It is thought that oil sanctions might have deterred Mussolini’s invasion of Abyssinia, but the British justifiably feared that their result would have been a naval war against a powerful Italian fleet and did not view the governance of Abyssinia as a vital interest. The sanctions imposed in the ’80s and ’90s against apartheid South Africa did not bring down the regime, which responded with measures of autarchy. When I visited South Africa in 1997 while the transfer of power was in progress, the department stores bore signs proudly proclaiming that 95 percent of their shoddy but serviceable goods were of South African manufacture. What brought down the regime were the revelations of lawlessness by the police and propaganda ministry and the realization of the leadership that the regime could be sustained only by turning the government over to thugs.

Sanctions are frequently justified as a means of limiting the military power of authoritarian regimes. When military power rested on tanks, artillery, vessels and aircraft, this made more sense. But now, even a relatively backward nation like North Korea is able to achieve nuclear technology.

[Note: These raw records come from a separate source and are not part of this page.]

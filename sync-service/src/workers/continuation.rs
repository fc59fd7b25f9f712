//! Continuation trigger and the worker pool that runs queued invocations.
//!
//! A run that hands off is persisted as `continuing` and its id is queued.
//! A worker claims it (`continuing -> running`) and runs further
//! invocations until the run completes, fails, is cancelled or hands off
//! again. Only the id travels through the queue; the cursor is re-read
//! from the store before every invocation.

use crate::config::WorkerConfig;
use crate::ingest::{HandOffReason, InvocationOutcome, RunCoordinator, SyncEngine, SyncError};
use crate::models::{SyncRun, SyncStatus};
use crate::services::metrics::record_error;
use crate::services::store::Store;
use chrono::Utc;
use std::sync::Arc;
use std::time::Duration;
use tokio::sync::{mpsc, Mutex, Semaphore};
use tokio_util::sync::CancellationToken;
use tokio_util::task::TaskTracker;
use uuid::Uuid;

#[derive(Debug, Clone, PartialEq, Eq)]
pub struct SyncJob {
    pub run_id: Uuid,
    pub source: String,
}

pub struct ContinuationQueue {
    config: WorkerConfig,
    store: Arc<dyn Store>,
    coordinator: Arc<RunCoordinator>,
    job_tx: mpsc::Sender<SyncJob>,
    job_rx: Mutex<Option<mpsc::Receiver<SyncJob>>>,
    shutdown_token: CancellationToken,
    tracker: TaskTracker,
}

impl ContinuationQueue {
    pub fn new(
        config: WorkerConfig,
        store: Arc<dyn Store>,
        coordinator: Arc<RunCoordinator>,
    ) -> Self {
        let (job_tx, job_rx) = mpsc::channel(config.queue_size.max(1));
        Self {
            config,
            store,
            coordinator,
            job_tx,
            job_rx: Mutex::new(Some(job_rx)),
            shutdown_token: CancellationToken::new(),
            tracker: TaskTracker::new(),
        }
    }

    /// Start the job distributor. With workers disabled, queued jobs stay
    /// in the channel and their runs remain `continuing`.
    pub async fn start(self: &Arc<Self>, engine: Arc<SyncEngine>) {
        if !self.config.enabled {
            tracing::info!("Continuation workers disabled by configuration");
            return;
        }

        let Some(mut job_rx) = self.job_rx.lock().await.take() else {
            tracing::warn!("Continuation workers already started");
            return;
        };

        tracing::info!(
            worker_count = self.config.worker_count,
            queue_size = self.config.queue_size,
            "Starting continuation workers"
        );

        let permits = Arc::new(Semaphore::new(self.config.worker_count.max(1)));
        let queue = self.clone();
        let shutdown = self.shutdown_token.clone();

        self.tracker.spawn(async move {
            loop {
                tokio::select! {
                    _ = shutdown.cancelled() => {
                        tracing::info!("Continuation distributor shutting down");
                        break;
                    }
                    job = job_rx.recv() => {
                        let Some(job) = job else {
                            tracing::info!("Continuation channel closed, distributor exiting");
                            break;
                        };
                        let permit = tokio::select! {
                            _ = shutdown.cancelled() => break,
                            permit = permits.clone().acquire_owned() => match permit {
                                Ok(permit) => permit,
                                Err(_) => break,
                            },
                        };
                        let worker = queue.clone();
                        let engine = engine.clone();
                        queue.tracker.spawn(async move {
                            worker.process_job(&engine, job).await;
                            drop(permit);
                        });
                    }
                }
            }
        });
    }

    /// Persist the hand-off (`running -> continuing`) and queue the run.
    ///
    /// If the job cannot be queued the run is marked failed, never left
    /// looking alive with nobody driving it.
    pub async fn trigger_continuation(&self, run: &SyncRun) -> Result<(), SyncError> {
        if !self.coordinator.hand_off(run.id).await? {
            let status = self
                .store
                .get_run(run.id)
                .await?
                .map(|r| r.status)
                .unwrap_or(SyncStatus::Failed);
            tracing::info!(
                sync_run_id = %run.id,
                status = status.as_str(),
                "Run no longer running, continuation not scheduled"
            );
            return Ok(());
        }

        if self.shutdown_token.is_cancelled() {
            // Recovered on the next start.
            tracing::info!(sync_run_id = %run.id, "Shutting down, continuation left for recovery");
            return Ok(());
        }

        self.enqueue(run).await
    }

    async fn enqueue(&self, run: &SyncRun) -> Result<(), SyncError> {
        let job = SyncJob {
            run_id: run.id,
            source: run.source.clone(),
        };
        match self.job_tx.try_send(job) {
            Ok(()) => {
                tracing::debug!(sync_run_id = %run.id, "Continuation queued");
                Ok(())
            }
            Err(e) => {
                let message = format!("continuation dispatch failed: {}", e);
                record_error("continuation_dispatch");
                self.coordinator.fail(run, &message).await?;
                Err(SyncError::Dispatch(e.to_string()))
            }
        }
    }

    /// Re-queue `continuing` runs that are still fresh. Called on startup.
    pub async fn recover(&self) -> Result<usize, SyncError> {
        let since = Utc::now() - self.coordinator.policy().stale_threshold;
        let runs = self
            .store
            .list_runs_by_status(SyncStatus::Continuing, since)
            .await?;
        let mut queued = 0;
        for run in &runs {
            match self.enqueue(run).await {
                Ok(()) => queued += 1,
                Err(e) => tracing::error!(sync_run_id = %run.id, error = %e, "Failed to recover run"),
            }
        }
        if queued > 0 {
            tracing::info!(count = queued, "Recovered continuing sync runs");
        }
        Ok(queued)
    }

    /// Stop accepting work and wait up to `grace` for in-flight invocations.
    pub async fn shutdown(&self, grace: Duration) {
        tracing::info!("Initiating continuation worker shutdown");
        self.shutdown_token.cancel();
        self.tracker.close();
        if tokio::time::timeout(grace, self.tracker.wait()).await.is_err() {
            tracing::warn!("Continuation workers did not finish within the grace period");
        }
    }

    async fn process_job(&self, engine: &SyncEngine, job: SyncJob) {
        match self.coordinator.claim(job.run_id).await {
            Ok(true) => {}
            Ok(false) => {
                tracing::debug!(sync_run_id = %job.run_id, "Run already claimed or finished");
                return;
            }
            Err(e) => {
                tracing::error!(sync_run_id = %job.run_id, error = %e, "Failed to claim run");
                return;
            }
        }

        tracing::info!(sync_run_id = %job.run_id, source = %job.source, "Continuation claimed");

        if let Err(e) = self.drive(engine, job.run_id).await {
            record_error("continuation");
            tracing::error!(sync_run_id = %job.run_id, error = %e, "Continuation failed");
            match self.store.get_run(job.run_id).await {
                Ok(Some(run)) => {
                    if let Err(fail_err) = self.coordinator.fail(&run, &e.to_string()).await {
                        tracing::error!(sync_run_id = %job.run_id, error = %fail_err, "Failed to mark run failed");
                    }
                }
                Ok(None) => {}
                Err(read_err) => {
                    tracing::error!(sync_run_id = %job.run_id, error = %read_err, "Failed to read run after continuation error");
                }
            }
        }
    }

    /// Run invocations for a claimed run until it no longer needs this worker.
    async fn drive(&self, engine: &SyncEngine, run_id: Uuid) -> Result<(), SyncError> {
        let budget = self.coordinator.policy().invocation_budget;
        loop {
            let run = self
                .store
                .get_run(run_id)
                .await?
                .ok_or(SyncError::RunNotFound(run_id))?;
            if run.status != SyncStatus::Running {
                return Ok(());
            }

            match engine.run_invocation(&run, budget).await? {
                InvocationOutcome::HandOff(HandOffReason::Budget) => {
                    return self.trigger_continuation(&run).await;
                }
                InvocationOutcome::HandOff(HandOffReason::Paused) => {
                    if !self.wait_while_paused(&run).await? {
                        return Ok(());
                    }
                }
                InvocationOutcome::Completed
                | InvocationOutcome::Stopped(_)
                | InvocationOutcome::Failed(_) => return Ok(()),
            }
        }
    }

    /// Heartbeat a paused run until it is unpaused. Returns false when the
    /// worker should stop driving it (cancelled, or shutting down).
    async fn wait_while_paused(&self, run: &SyncRun) -> Result<bool, SyncError> {
        let poll = self.coordinator.policy().pause_poll_interval;
        tracing::info!(sync_run_id = %run.id, source = %run.source, "Waiting for source to be unpaused");
        while self.coordinator.is_paused(&run.source).await? {
            if !self.store.touch_run(run.id).await? {
                return Ok(false);
            }
            tokio::select! {
                _ = self.shutdown_token.cancelled() => {
                    self.coordinator.hand_off(run.id).await?;
                    return Ok(false);
                }
                _ = tokio::time::sleep(poll) => {}
            }
        }
        tracing::info!(sync_run_id = %run.id, "Source unpaused, resuming");
        Ok(true)
    }
}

Sanctions in their current form are prompted, as former British ambassador to the United Nations Sir Jeremy Greenstock has observed, by the desire of politicians and diplomats to be seen as doing something to retaliate against obnoxious regimes or acts. But the “don’t stand there, do something” syndrome has few successes and many failures to report. Sanctions against North Korea have now been in effect for 71 years without producing regime change; for 64 years in the case of Cuba, 41 years in the case of Iran, and 35 years in the case of Syria. In the natural sciences, such a long history of failed experiments would long since have prompted a change of approach; only politicians and diplomats appear to believe in the inviolability of precedent.

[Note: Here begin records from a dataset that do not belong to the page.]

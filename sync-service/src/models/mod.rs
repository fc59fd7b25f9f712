//! Domain models for sync-service.

#![allow(clippy::should_implement_trait)]

mod customer;
mod import_run;
mod sync_run;
mod transaction;

pub use customer::{Customer, MergedCustomer};
pub use import_run::{
    ImportRun, ImportStatus, NewStagingRow, RowStatus, StagedChunk, StagingRow,
};
pub use sync_run::{NewSyncRun, RunProgress, SyncCheckpoint, SyncParams, SyncRun, SyncStatus};
pub use transaction::{CanonicalStatus, NormalizedRecord, UpsertCounts};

Peculiarly perverse are U.S. sanctions against Russia. The framers of the U.N. Charter conceived of the five permanent members of the Security Council as the pillars of world order. How putting one of them in permanent Coventry is conductive to this end is not clear. Equally strange are less formal efforts to prevent Russia from exporting its principal economic asset, natural gas. This strikes at a vital Russian interest, while presupposing that the Nordstream pipeline’s principal customer, Germany, is incapable of protecting itself against supply interruptions. The German government and economy, however, almost single-handedly propped up Russia after 1989; as its principal supplier it still does so.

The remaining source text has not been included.